Agora, a questão que me interessa é: Quais considerações poderiam ter levado Peirce a se afastar dos aspectos intersubjetivos do processo de signos? Quero defender a tese de que é impossível fornecer uma explicação satisfatória da relação interpretante do signo sem recorrer às condições para se alcançar um acordo intersubjetivo, por mais rudimentar que ele possa ser. Isto permanece impossível sempre que se conceber uma representação mediada por signos, tal como Peirce a concebeu, em termos de verdade e realidade – pois estes conceitos se referem por sua vez à idéia reguladora de uma comunidade de investigadores que opera sob condições ideais. Na medida em que Peirce não se afastou de sua intuição principal, de que a virada pragmática não pode ser consistentemente levada adiante sem que se aceite estas pressuposições contra-fatuais, ele não poderia proceder sem uma semiótica com bases intersubjetivas.

Para bem fundamentar sua tese, Habermas irá expor as contribuições que julga ter Peirce trazido à filosofia.

O âmago do reconhecimento por parte de Habermas da contribuição de Peirce à filosofia, reconhecimento este que Habermas já encontra da obra de Karl-Otto Apel6 6 APEL, Karl-Otto. Der Denkweg Von Charles Sanders Peirce. Eine Einführung in den amerikanischen Pragmatismus. Franklfurt am Main: Suhrkamp Taschenbuch, 1967-1970. , é a assim chamada virada especificamente pragmática e que, por razões de brevidade, pode se resumir na seguinte citação:

Depois da virada pragmática, contudo, a verdade de um signo sentencial deve ser medida tanto face à sua relação de objeto como face a razões que poderiam ser aceitas para sua validade por uma comunidade interpretativa. Assim, no novo paradigma, o papel do sujeito é assumido não pela linguagem per se, mas pela comunicação entre aqueles que demandam explicações uns dos outros a fim de alcançar um acordo razoável a respeito de alguma coisa no mundo.7 7 APEL, Karl-Otto. Charles S. Peirce. From Pragmatism to Pragmaticism. Translated by John Michael Krois. Amherst MA: University of Massachusetts Press, 1981, p. 250.

De uma filosofia centrada na consciência, abre-se para uma filosofia que se desenvolverá em torno e a partir das relações comunicativas.

Se este é o preito prestado a Peirce e que torna seu pensamento objeto necessário de reflexão filosófica, não exime o leitor de assumir uma posição crítica, exatamente para dar prosseguimento ao trabalho tão duramente começado. Habermas, então, irá dedicar a parte mais substancial de sua comunicação para traçar as críticas que julga deverem ser feitas ao pensamento peirciano.
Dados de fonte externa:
//! Shared FedEx records and code lists.
//!
//! # Design
//! Field names follow the FedEx WSDL via `rename_all = "PascalCase"` and
//! fields are declared in the WSDL `xs:sequence` order, because the request
//! tree keeps declaration order all the way to the XML body. Code lists are
//! closed enums serialized to the FedEx tokens (`REGULAR_PICKUP`, `FDXG`, ...)
//! so that a misspelled token is a compile error instead of a FAILURE reply.

use std::fmt;
use std::str::FromStr;

use serde::{Deserialize, Serialize};

use crate::error::FedexError;

#[derive(Debug, Clone, PartialEq, Serialize, Deserialize)]
#[serde(rename_all = "PascalCase")]
pub struct Contact {
    pub person_name: String,
    pub company_name: String,
    pub phone_number: String,
}

#[derive(Debug, Clone, PartialEq, Serialize, Deserialize)]
#[serde(rename_all = "PascalCase")]
pub struct Address {
    pub street_lines: Vec<String>,
    pub city: String,
    pub state_or_province_code: String,
    pub postal_code: String,
    pub country_code: String,
    pub residential: bool,
}

impl Address {
    pub fn with_country(mut self, country_code: &str) -> Self {
        self.country_code = country_code.to_string();
        self
    }

    pub fn with_residential(mut self, residential: bool) -> Self {
        self.residential = residential;
        self
    }
}

#[derive(Debug, Clone, Copy, PartialEq, Eq, Default, Serialize, Deserialize)]
#[serde(rename_all = "SCREAMING_SNAKE_CASE")]
pub enum WeightUnits {
    #[default]
    Lb,
    Kg,
}

#[derive(Debug, Clone, Copy, PartialEq, Serialize, Deserialize)]
#[serde(rename_all = "PascalCase")]
pub struct Weight {
    pub units: WeightUnits,
    pub value: f64,
}

#[derive(Debug, Clone, Copy, PartialEq, Eq, Default, Serialize, Deserialize)]
#[serde(rename_all = "SCREAMING_SNAKE_CASE")]
pub enum LinearUnits {
    #[default]
    In,
    Cm,
}

/// Package dimensions. FedEx only accepts whole units here.
#[derive(Debug, Clone, Copy, PartialEq, Eq, Serialize, Deserialize)]
#[serde(rename_all = "PascalCase")]
pub struct Dimensions {
    pub length: u32,
    pub width: u32,
    pub height: u32,
    pub units: LinearUnits,
}

#[derive(Debug, Clone, PartialEq, Serialize, Deserialize)]
#[serde(rename_all = "PascalCase")]
pub struct Money {
    pub currency: String,
    pub amount: f64,
}

impl Money {
    pub fn new(amount: f64, currency: &str) -> Self {
        Self {
            currency: currency.to_string(),
            amount,
        }
    }
}

/// FedEx operating companies.
#[derive(Debug, Clone, Copy, PartialEq, Eq, Serialize, Deserialize)]
pub enum CarrierCode {
    #[serde(rename = "FDXC")]
    Cargo,
    #[serde(rename = "FDXE")]
    Express,
    #[serde(rename = "FDXG")]
    Ground,
    #[serde(rename = "FDCC")]
    CustomCritical,
    #[serde(rename = "FXFR")]
    Freight,
}

#[derive(Debug, Clone, Copy, PartialEq, Eq, Default, Serialize, Deserialize)]
#[serde(rename_all = "SCREAMING_SNAKE_CASE")]
pub enum DropoffType {
    #[default]
    RegularPickup,
    RequestCourier,
    DropBox,
    BusinessServiceCenter,
    Station,
}

#[derive(Debug, Clone, Copy, PartialEq, Eq, Serialize, Deserialize)]
#[serde(rename_all = "SCREAMING_SNAKE_CASE")]
pub enum ServiceType {
    FedexGround,
    GroundHomeDelivery,
    SmartPost,
    FedexExpressSaver,
    #[serde(rename = "FEDEX_2_DAY")]
    Fedex2Day,
    #[serde(rename = "FEDEX_2_DAY_AM")]
    Fedex2DayAm,
    StandardOvernight,
    PriorityOvernight,
    FirstOvernight,
    InternationalEconomy,
    InternationalPriority,
    InternationalFirst,
    #[serde(rename = "FEDEX_1_DAY_FREIGHT")]
    Fedex1DayFreight,
    #[serde(rename = "FEDEX_2_DAY_FREIGHT")]
    Fedex2DayFreight,
    #[serde(rename = "FEDEX_3_DAY_FREIGHT")]
    Fedex3DayFreight,
}

#[derive(Debug, Clone, Copy, PartialEq, Eq, Default, Serialize, Deserialize)]
#[serde(rename_all = "SCREAMING_SNAKE_CASE")]
pub enum PackagingType {
    #[default]
    YourPackaging,
    FedexEnvelope,
    FedexPak,
    FedexBox,
    FedexTube,
    #[serde(rename = "FEDEX_10KG_BOX")]
    Fedex10KgBox,
    #[serde(rename = "FEDEX_25KG_BOX")]
    Fedex25KgBox,
}

#[derive(Debug, Clone, Copy, PartialEq, Eq, Default, Serialize, Deserialize)]
#[serde(rename_all = "SCREAMING_SNAKE_CASE")]
pub enum RateRequestType {
    Account,
    #[default]
    List,
    Preferred,
}

/// Who pays duties or shipping charges.
#[derive(Debug, Clone, Copy, PartialEq, Eq, Default, Serialize, Deserialize)]
#[serde(rename_all = "SCREAMING_SNAKE_CASE")]
pub enum PaymentType {
    #[default]
    Sender,
    Recipient,
    ThirdParty,
}

#[derive(Debug, Clone, Copy, PartialEq, Eq, Default, Serialize, Deserialize)]
#[serde(rename_all = "SCREAMING_SNAKE_CASE")]
pub enum DocumentContent {
    Documents,
    DocumentsOnly,
    #[default]
    NonDocuments,
    Derived,
}

#[derive(Debug, Clone, Copy, PartialEq, Eq, Default, Serialize, Deserialize)]
#[serde(rename_all = "SCREAMING_SNAKE_CASE")]
pub enum TrackingIdType {
    Express,
    Fedex,
    Freight,
    #[default]
    Ground,
    Usps,
}

#[derive(Debug, Clone, Copy, PartialEq, Eq, Default, Serialize, Deserialize)]
#[serde(rename_all = "SCREAMING_SNAKE_CASE")]
pub enum DeletionControl {
    #[default]
    DeleteOnePackage,
    DeleteAllPackages,
}

#[derive(Debug, Clone, Copy, PartialEq, Eq, Serialize, Deserialize)]
#[serde(rename_all = "SCREAMING_SNAKE_CASE")]
pub enum PickupRequestType {
    SameDay,
    FutureDay,
}

#[derive(Debug, Clone, Copy, PartialEq, Eq, Default, Serialize, Deserialize)]
#[serde(rename_all = "SCREAMING_SNAKE_CASE")]
pub enum PackageLocation {
    None,
    #[default]
    Front,
    Rear,
    Side,
}

#[derive(Debug, Clone, Copy, PartialEq, Eq, Serialize, Deserialize)]
#[serde(rename_all = "SCREAMING_SNAKE_CASE")]
pub enum BuildingPartCode {
    Apartment,
    Building,
    Department,
    Suite,
    Floor,
    Room,
}

/// Matching tolerance used by address validation.
#[derive(Debug, Clone, Copy, PartialEq, Eq, Default, Serialize, Deserialize)]
#[serde(rename_all = "SCREAMING_SNAKE_CASE")]
pub enum Accuracy {
    Exact,
    Tight,
    Medium,
    #[default]
    Loose,
}

/// Label image formats. Also decides the extension of downloaded labels.
#[derive(Debug, Clone, Copy, PartialEq, Eq, Default, Serialize, Deserialize)]
#[serde(rename_all = "UPPERCASE")]
pub enum LabelImageType {
    #[default]
    #[serde(alias = "pdf")]
    Pdf,
    #[serde(alias = "png")]
    Png,
    #[serde(alias = "epl2")]
    Epl2,
    #[serde(alias = "zplii")]
    Zplii,
    #[serde(alias = "dpl")]
    Dpl,
}

impl LabelImageType {
    pub fn extension(&self) -> &'static str {
        match self {
            LabelImageType::Pdf => "pdf",
            LabelImageType::Png => "png",
            LabelImageType::Epl2 => "epl2",
            LabelImageType::Zplii => "zplii",
            LabelImageType::Dpl => "dpl",
        }
    }
}

impl FromStr for LabelImageType {
    type Err = FedexError;

    fn from_str(s: &str) -> Result<Self, Self::Err> {
        match s.to_ascii_lowercase().as_str() {
            "pdf" => Ok(LabelImageType::Pdf),
            "png" => Ok(LabelImageType::Png),
            "epl2" => Ok(LabelImageType::Epl2),
            "zplii" => Ok(LabelImageType::Zplii),
            "dpl" => Ok(LabelImageType::Dpl),
            other => Err(FedexError::Config(format!("unknown label type: {other}"))),
        }
    }
}

impl fmt::Display for LabelImageType {
    fn fmt(&self, f: &mut fmt::Formatter<'_>) -> fmt::Result {
        f.write_str(&self.extension().to_ascii_uppercase())
    }
}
À questão da possibilidade de uma experiência dotada de objetividade para uma mente irredutivelmente semiótica, presa a "discursos e práticas" e ligada "a cadeia de signos", Habermas encaminha a possível resposta de Peirce, tomando por base três considerações.

Em primeiro lugar, os signos para Peirce cobrem um espectro muito mais amplo do que os signos linguísticos, a classe dos signos simbólicos e mesmo a de todos os signos convencionais e, portanto , disputáveis em sua formação e significado.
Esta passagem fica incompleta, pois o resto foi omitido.